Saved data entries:

=== Section Start ===

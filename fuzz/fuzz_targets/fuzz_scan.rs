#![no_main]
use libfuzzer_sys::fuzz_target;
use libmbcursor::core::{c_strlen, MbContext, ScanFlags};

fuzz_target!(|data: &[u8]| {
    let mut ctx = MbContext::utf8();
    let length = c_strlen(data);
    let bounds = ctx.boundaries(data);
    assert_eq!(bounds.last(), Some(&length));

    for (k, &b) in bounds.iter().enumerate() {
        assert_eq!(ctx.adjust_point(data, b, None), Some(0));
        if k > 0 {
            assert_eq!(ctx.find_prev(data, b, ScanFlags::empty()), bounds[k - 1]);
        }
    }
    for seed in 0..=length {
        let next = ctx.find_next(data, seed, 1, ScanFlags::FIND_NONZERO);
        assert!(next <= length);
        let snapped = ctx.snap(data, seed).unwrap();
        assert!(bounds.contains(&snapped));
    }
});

=== Section End ===
=== Section Start ===

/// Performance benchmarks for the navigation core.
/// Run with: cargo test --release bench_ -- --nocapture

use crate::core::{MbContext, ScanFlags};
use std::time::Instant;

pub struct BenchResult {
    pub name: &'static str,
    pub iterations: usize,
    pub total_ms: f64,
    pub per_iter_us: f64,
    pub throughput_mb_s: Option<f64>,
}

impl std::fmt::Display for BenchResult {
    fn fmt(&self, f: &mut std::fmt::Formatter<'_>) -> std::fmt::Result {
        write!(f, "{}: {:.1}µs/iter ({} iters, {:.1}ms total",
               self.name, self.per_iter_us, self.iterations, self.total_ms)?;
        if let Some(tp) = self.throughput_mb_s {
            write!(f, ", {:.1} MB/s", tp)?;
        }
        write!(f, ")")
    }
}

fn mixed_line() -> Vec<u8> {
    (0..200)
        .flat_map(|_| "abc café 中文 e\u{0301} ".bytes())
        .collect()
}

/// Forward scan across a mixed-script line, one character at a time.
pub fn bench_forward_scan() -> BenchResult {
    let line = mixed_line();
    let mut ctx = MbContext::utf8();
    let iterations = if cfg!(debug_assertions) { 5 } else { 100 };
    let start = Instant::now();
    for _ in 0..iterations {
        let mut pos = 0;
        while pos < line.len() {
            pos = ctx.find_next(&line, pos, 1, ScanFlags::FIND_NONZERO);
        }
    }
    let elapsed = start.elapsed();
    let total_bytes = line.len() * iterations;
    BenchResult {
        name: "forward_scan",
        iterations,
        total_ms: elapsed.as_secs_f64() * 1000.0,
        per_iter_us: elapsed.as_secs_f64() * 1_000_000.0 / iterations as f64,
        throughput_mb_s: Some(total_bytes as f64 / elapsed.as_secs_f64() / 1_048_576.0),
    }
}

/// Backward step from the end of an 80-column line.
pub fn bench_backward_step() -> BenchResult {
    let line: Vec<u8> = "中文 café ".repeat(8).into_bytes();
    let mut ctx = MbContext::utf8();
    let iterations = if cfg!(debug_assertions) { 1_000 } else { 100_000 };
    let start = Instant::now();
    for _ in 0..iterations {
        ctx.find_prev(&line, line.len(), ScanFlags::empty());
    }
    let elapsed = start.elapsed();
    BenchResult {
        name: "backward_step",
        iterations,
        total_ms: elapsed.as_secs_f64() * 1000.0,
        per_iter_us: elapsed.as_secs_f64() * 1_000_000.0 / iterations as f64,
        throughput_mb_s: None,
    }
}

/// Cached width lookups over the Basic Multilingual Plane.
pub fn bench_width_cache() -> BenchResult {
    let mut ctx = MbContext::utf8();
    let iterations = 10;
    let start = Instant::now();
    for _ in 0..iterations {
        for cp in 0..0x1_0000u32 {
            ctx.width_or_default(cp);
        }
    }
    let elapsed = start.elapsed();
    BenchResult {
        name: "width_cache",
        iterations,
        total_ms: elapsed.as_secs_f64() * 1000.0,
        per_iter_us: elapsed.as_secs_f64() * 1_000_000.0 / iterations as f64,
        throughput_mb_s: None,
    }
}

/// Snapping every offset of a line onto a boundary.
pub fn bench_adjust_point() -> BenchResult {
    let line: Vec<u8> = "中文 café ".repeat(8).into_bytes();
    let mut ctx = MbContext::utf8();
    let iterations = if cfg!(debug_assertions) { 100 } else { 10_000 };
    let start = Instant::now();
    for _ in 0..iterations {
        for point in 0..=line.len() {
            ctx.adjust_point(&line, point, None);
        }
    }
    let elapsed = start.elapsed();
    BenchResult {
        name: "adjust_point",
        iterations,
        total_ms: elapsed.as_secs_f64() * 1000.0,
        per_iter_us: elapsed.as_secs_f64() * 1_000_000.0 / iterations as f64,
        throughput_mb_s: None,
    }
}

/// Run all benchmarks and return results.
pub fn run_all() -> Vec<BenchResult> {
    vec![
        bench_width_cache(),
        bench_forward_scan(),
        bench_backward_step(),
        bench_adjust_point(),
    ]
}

=== Section End ===

→ YOUR OBJECTIVE: Every line in the data that holds the string "empty" should be returned.

→ RESPONSE BOX:
            assert_eq!(ctx.find_prev(data, b, ScanFlags::empty()), bounds[k - 1]);
        ctx.find_prev(&line, line.len(), ScanFlags::empty());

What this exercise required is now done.